*** RECORD EXTRACTS ***
//! Database connection pool management
//!
//! One pool per process: created at startup, shared by every request handler
//! through cheap clones, and closed when the process exits.

mod metrics;

use metrics::update_pool_metrics;

use sqlx::postgres::{PgPool, PgPoolOptions};
use std::fmt;
use std::str::FromStr;
use std::time::Duration;
use tracing::{debug, error, info};

/// Interval between pool gauge refreshes
const METRICS_REFRESH_SECS: u64 = 30;

/// Database connection pool configuration
#[derive(Clone)]
pub struct DbConfig {
    /// Service name for metrics labeling
    pub service_name: String,
    /// PostgreSQL connection URL
    pub database_url: String,
    /// Maximum number of connections
    pub max_connections: u32,
    /// Minimum number of connections
    pub min_connections: u32,
    /// Timeout for the startup verification query
    pub connect_timeout_secs: u64,
    /// Connection acquisition timeout (get connection from pool)
    pub acquire_timeout_secs: u64,
    /// Connection idle timeout
    pub idle_timeout_secs: u64,
    /// Connection maximum lifetime
    pub max_lifetime_secs: u64,
}

impl fmt::Debug for DbConfig {
    fn fmt(&self, f: &mut fmt::Formatter<'_>) -> fmt::Result {
        f.debug_struct("DbConfig")
            .field("service_name", &self.service_name)
            .field("database_url", &"[REDACTED]")
            .field("max_connections", &self.max_connections)
            .field("min_connections", &self.min_connections)
            .field("connect_timeout_secs", &self.connect_timeout_secs)
            .field("acquire_timeout_secs", &self.acquire_timeout_secs)
            .field("idle_timeout_secs", &self.idle_timeout_secs)
            .field("max_lifetime_secs", &self.max_lifetime_secs)
            .finish()
    }
}

impl Default for DbConfig {
    fn default() -> Self {
        Self {
            service_name: String::from("unknown"),
            database_url: String::new(),
            max_connections: 20,
            min_connections: 2,
            connect_timeout_secs: 5,
            acquire_timeout_secs: 10,
            idle_timeout_secs: 600,
            max_lifetime_secs: 1800,
        }
    }
}

impl DbConfig {
    /// Build a config for `service_name` from `DB_*` environment variables.
    ///
    /// `database_url` is the already-resolved connection string; the pool
    /// tuning knobs fall back to [`DbConfig::default`] values.
    pub fn from_env(service_name: &str, database_url: &str) -> Self {
        let defaults = Self::default();

        Self {
            service_name: service_name.to_string(),
            database_url: database_url.to_string(),
            max_connections: env_or("DB_MAX_CONNECTIONS", defaults.max_connections),
            min_connections: env_or("DB_MIN_CONNECTIONS", defaults.min_connections),
            connect_timeout_secs: env_or("DB_CONNECT_TIMEOUT_SECS", defaults.connect_timeout_secs),
            acquire_timeout_secs: env_or("DB_ACQUIRE_TIMEOUT_SECS", defaults.acquire_timeout_secs),
            idle_timeout_secs: env_or("DB_IDLE_TIMEOUT_SECS", defaults.idle_timeout_secs),
            max_lifetime_secs: env_or("DB_MAX_LIFETIME_SECS", defaults.max_lifetime_secs),
        }
    }

    /// Log pool configuration details
    pub fn log_config(&self) {
        info!(
            service = %self.service_name,
            "Database Pool Configuration: \
             max_connections={}, min_connections={}, \
             connect_timeout={}s, acquire_timeout={}s, idle_timeout={}s, max_lifetime={}s",
            self.max_connections,
            self.min_connections,
            self.connect_timeout_secs,
            self.acquire_timeout_secs,
            self.idle_timeout_secs,
            self.max_lifetime_secs
        );
    }
}

fn env_or<T: FromStr>(key: &str, default: T) -> T {
    std::env::var(key)
        .ok()
        .and_then(|v| v.parse().ok())
        .unwrap_or(default)
}

/// Create a PostgreSQL connection pool, verify it, and start the gauge refresher
pub async fn create_pool(config: DbConfig) -> Result<PgPool, sqlx::Error> {
    debug!(
        "Creating database pool: service={}, max={}, min={}, acquire_timeout={}s",
        config.service_name,
        config.max_connections,
        config.min_connections,
        config.acquire_timeout_secs
    );

    let pool = PgPoolOptions::new()
        .max_connections(config.max_connections)
        .min_connections(config.min_connections.min(config.max_connections))
        .acquire_timeout(Duration::from_secs(config.acquire_timeout_secs))
        .idle_timeout(Duration::from_secs(config.idle_timeout_secs))
        .max_lifetime(Duration::from_secs(config.max_lifetime_secs))
        .test_before_acquire(true)
        .connect(&config.database_url)
        .await?;

    match tokio::time::timeout(
        Duration::from_secs(config.connect_timeout_secs),
        sqlx::query("SELECT 1").execute(&pool),
    )
    .await
    {
        Ok(Ok(_)) => {
            info!(
                service = %config.service_name,
                "Database pool created and verified successfully"
            );

            update_pool_metrics(&pool, &config.service_name);

            let watched = pool.clone();
            let service = config.service_name.clone();
            tokio::spawn(async move {
                let mut interval =
                    tokio::time::interval(Duration::from_secs(METRICS_REFRESH_SECS));
                loop {
                    interval.tick().await;
                    if watched.is_closed() {
                        break;
                    }
                    update_pool_metrics(&watched, &service);
                }
            });

            Ok(pool)
        }
        Ok(Err(e)) => {
            error!(
                service = %config.service_name,
                error = %e,
                "Database pool verification query failed"
            );
            Err(e)
        }
        Err(_) => {
            error!(
                service = %config.service_name,
                timeout_secs = config.connect_timeout_secs,
                "Database pool verification timed out"
            );
            Err(sqlx::Error::PoolTimedOut)
        }
    }
}

#[cfg(test)]
mod tests {
    use super::*;

    #[test]
    fn test_debug_redacts_database_url() {
        let config = DbConfig {
            database_url: "postgres://admin:hunter2@db/blocktube".to_string(),
            ..DbConfig::default()
        };

        let rendered = format!("{:?}", config);
        assert!(rendered.contains("[REDACTED]"));
        assert!(!rendered.contains("hunter2"));
    }

    #[test]
    fn test_env_or_falls_back_on_unparseable_value() {
        std::env::set_var("DB_POOL_TEST_GARBAGE", "not-a-number");
        assert_eq!(env_or("DB_POOL_TEST_GARBAGE", 7u32), 7);
        assert_eq!(env_or("DB_POOL_TEST_MISSING_KEY", 3u64), 3);
    }

    #[test]
    fn test_from_env_keeps_service_name_and_url() {
        let config = DbConfig::from_env("content-service", "postgres://localhost/blocktube");
        assert_eq!(config.service_name, "content-service");
        assert_eq!(config.database_url, "postgres://localhost/blocktube");
        assert!(config.max_connections >= 1);
    }
}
***
**WHAT YOU WILL DO**
Each record above has to be retyped exactly, with nothing left out.

**TASK SOLUTION**
//! Database connection pool management
//!
//! One pool per process: created at startup, shared by every request handler
//! through cheap clones, and closed when the process exits.

mod metrics;

use metrics::update_pool_metrics;

use sqlx::postgres::{PgPool, PgPoolOptions};
use std::fmt;
use std::str::FromStr;
use std::time::Duration;
use tracing::{debug, error, info};

/// Interval between pool gauge refreshes
const METRICS_REFRESH_SECS: u64 = 30;

/// Database connection pool configuration
#[derive(Clone)]
pub struct DbConfig {
    /// Service name for metrics labeling
    pub service_name: String,
    /// PostgreSQL connection URL
    pub database_url: String,
    /// Maximum number of connections
    pub max_connections: u32,
    /// Minimum number of connections
    pub min_connections: u32,
    /// Timeout for the startup verification query
    pub connect_timeout_secs: u64,
    /// Connection acquisition timeout (get connection from pool)
    pub acquire_timeout_secs: u64,
    /// Connection idle timeout
    pub idle_timeout_secs: u64,
    /// Connection maximum lifetime
    pub max_lifetime_secs: u64,
}

impl fmt::Debug for DbConfig {
    fn fmt(&self, f: &mut fmt::Formatter<'_>) -> fmt::Result {
        f.debug_struct("DbConfig")
            .field("service_name", &self.service_name)
            .field("database_url", &"[REDACTED]")
            .field("max_connections", &self.max_connections)
            .field("min_connections", &self.min_connections)
            .field("connect_timeout_secs", &self.connect_timeout_secs)
            .field("acquire_timeout_secs", &self.acquire_timeout_secs)
            .field("idle_timeout_secs", &self.idle_timeout_secs)
            .field("max_lifetime_secs", &self.max_lifetime_secs)
            .finish()
    }
}

impl Default for DbConfig {
    fn default() -> Self {
        Self {
            service_name: String::from("unknown"),
            database_url: String::new(),
            max_connections: 20,
            min_connections: 2,
            connect_timeout_secs: 5,
            acquire_timeout_secs: 10,
            idle_timeout_secs: 600,
            max_lifetime_secs: 1800,
        }
    }
}

impl DbConfig {
    /// Build a config for `service_name` from `DB_*` environment variables.
    ///
    /// `database_url` is the already-resolved connection string; the pool
    /// tuning knobs fall back to [`DbConfig::default`] values.
    pub fn from_env(service_name: &str, database_url: &str) -> Self {
        let defaults = Self::default();

        Self {
            service_name: service_name.to_string(),
            database_url: database_url.to_string(),
            max_connections: env_or("DB_MAX_CONNECTIONS", defaults.max_connections),
            min_connections: env_or("DB_MIN_CONNECTIONS", defaults.min_connections),
            connect_timeout_secs: env_or("DB_CONNECT_TIMEOUT_SECS", defaults.connect_timeout_secs),
            acquire_timeout_secs: env_or("DB_ACQUIRE_TIMEOUT_SECS", defaults.acquire_timeout_secs),
            idle_timeout_secs: env_or("DB_IDLE_TIMEOUT_SECS", defaults.idle_timeout_secs),
            max_lifetime_secs: env_or("DB_MAX_LIFETIME_SECS", defaults.max_lifetime_secs),
        }
    }

    /// Log pool configuration details
    pub fn log_config(&self) {
        info!(
            service = %self.service_name,
            "Database Pool Configuration: \
             max_connections={}, min_connections={}, \
             connect_timeout={}s, acquire_timeout={}s, idle_timeout={}s, max_lifetime={}s",
            self.max_connections,
            self.min_connections,
            self.connect_timeout_secs,
            self.acquire_timeout_secs,
            self.idle_timeout_secs,
            self.max_lifetime_secs
        );
    }
}

fn env_or<T: FromStr>(key: &str, default: T) -> T {
    std::env::var(key)
        .ok()
        .and_then(|v| v.parse().ok())
        .unwrap_or(default)
}

/// Create a PostgreSQL connection pool, verify it, and start the gauge refresher
pub async fn create_pool(config: DbConfig) -> Result<PgPool, sqlx::Error> {
    debug!(
        "Creating database pool: service={}, max={}, min={}, acquire_timeout={}s",
        config.service_name,
        config.max_connections,
        config.min_connections,
        config.acquire_timeout_secs
    );

    let pool = PgPoolOptions::new()
        .max_connections(config.max_connections)
        .min_connections(config.min_connections.min(config.max_connections))
        .acquire_timeout(Duration::from_secs(config.acquire_timeout_secs))
        .idle_timeout(Duration::from_secs(config.idle_timeout_secs))
        .max_lifetime(Duration::from_secs(config.max_lifetime_secs))
        .test_before_acquire(true)
        .connect(&config.database_url)
        .await?;

    match tokio::time::timeout(
        Duration::from_secs(config.connect_timeout_secs),
        sqlx::query("SELECT 1").execute(&pool),
    )
    .await
    {
        Ok(Ok(_)) => {
            info!(
                service = %config.service_name,
                "Database pool created and verified successfully"
            );

            update_pool_metrics(&pool, &config.service_name);

            let watched = pool.clone();
            let service = config.service_name.clone();
            tokio::spawn(async move {
                let mut interval =
                    tokio::time::interval(Duration::from_secs(METRICS_REFRESH_SECS));
                loop {
                    interval.tick().await;
                    if watched.is_closed() {
                        break;
                    }
                    update_pool_metrics(&watched, &service);
                }
            });

            Ok(pool)
        }
        Ok(Err(e)) => {
            error!(
                service = %config.service_name,
                error = %e,
                "Database pool verification query failed"
            );
            Err(e)
        }
        Err(_) => {
            error!(
                service = %config.service_name,
                timeout_secs = config.connect_timeout_secs,
                "Database pool verification timed out"
            );
            Err(sqlx::Error::PoolTimedOut)
        }
    }
}

#[cfg(test)]
mod tests {
    use super::*;

    #[test]
    fn test_debug_redacts_database_url() {
        let config = DbConfig {
            database_url: "postgres://admin:hunter2@db/blocktube".to_string(),
            ..DbConfig::default()
        };

        let rendered = format!("{:?}", config);
        assert!(rendered.contains("[REDACTED]"));
        assert!(!rendered.contains("hunter2"));
    }

    #[test]
    fn test_env_or_falls_back_on_unparseable_value() {
        std::env::set_var("DB_POOL_TEST_GARBAGE", "not-a-number");
        assert_eq!(env_or("DB_POOL_TEST_GARBAGE", 7u32), 7);
        assert_eq!(env_or("DB_POOL_TEST_MISSING_KEY", 3u64), 3);
    }

    #[test]
    fn test_from_env_keeps_service_name_and_url() {
        let config = DbConfig::from_env("content-service", "postgres://localhost/blocktube");
        assert_eq!(config.service_name, "content-service");
        assert_eq!(config.database_url, "postgres://localhost/blocktube");
        assert!(config.max_connections >= 1);
    }
}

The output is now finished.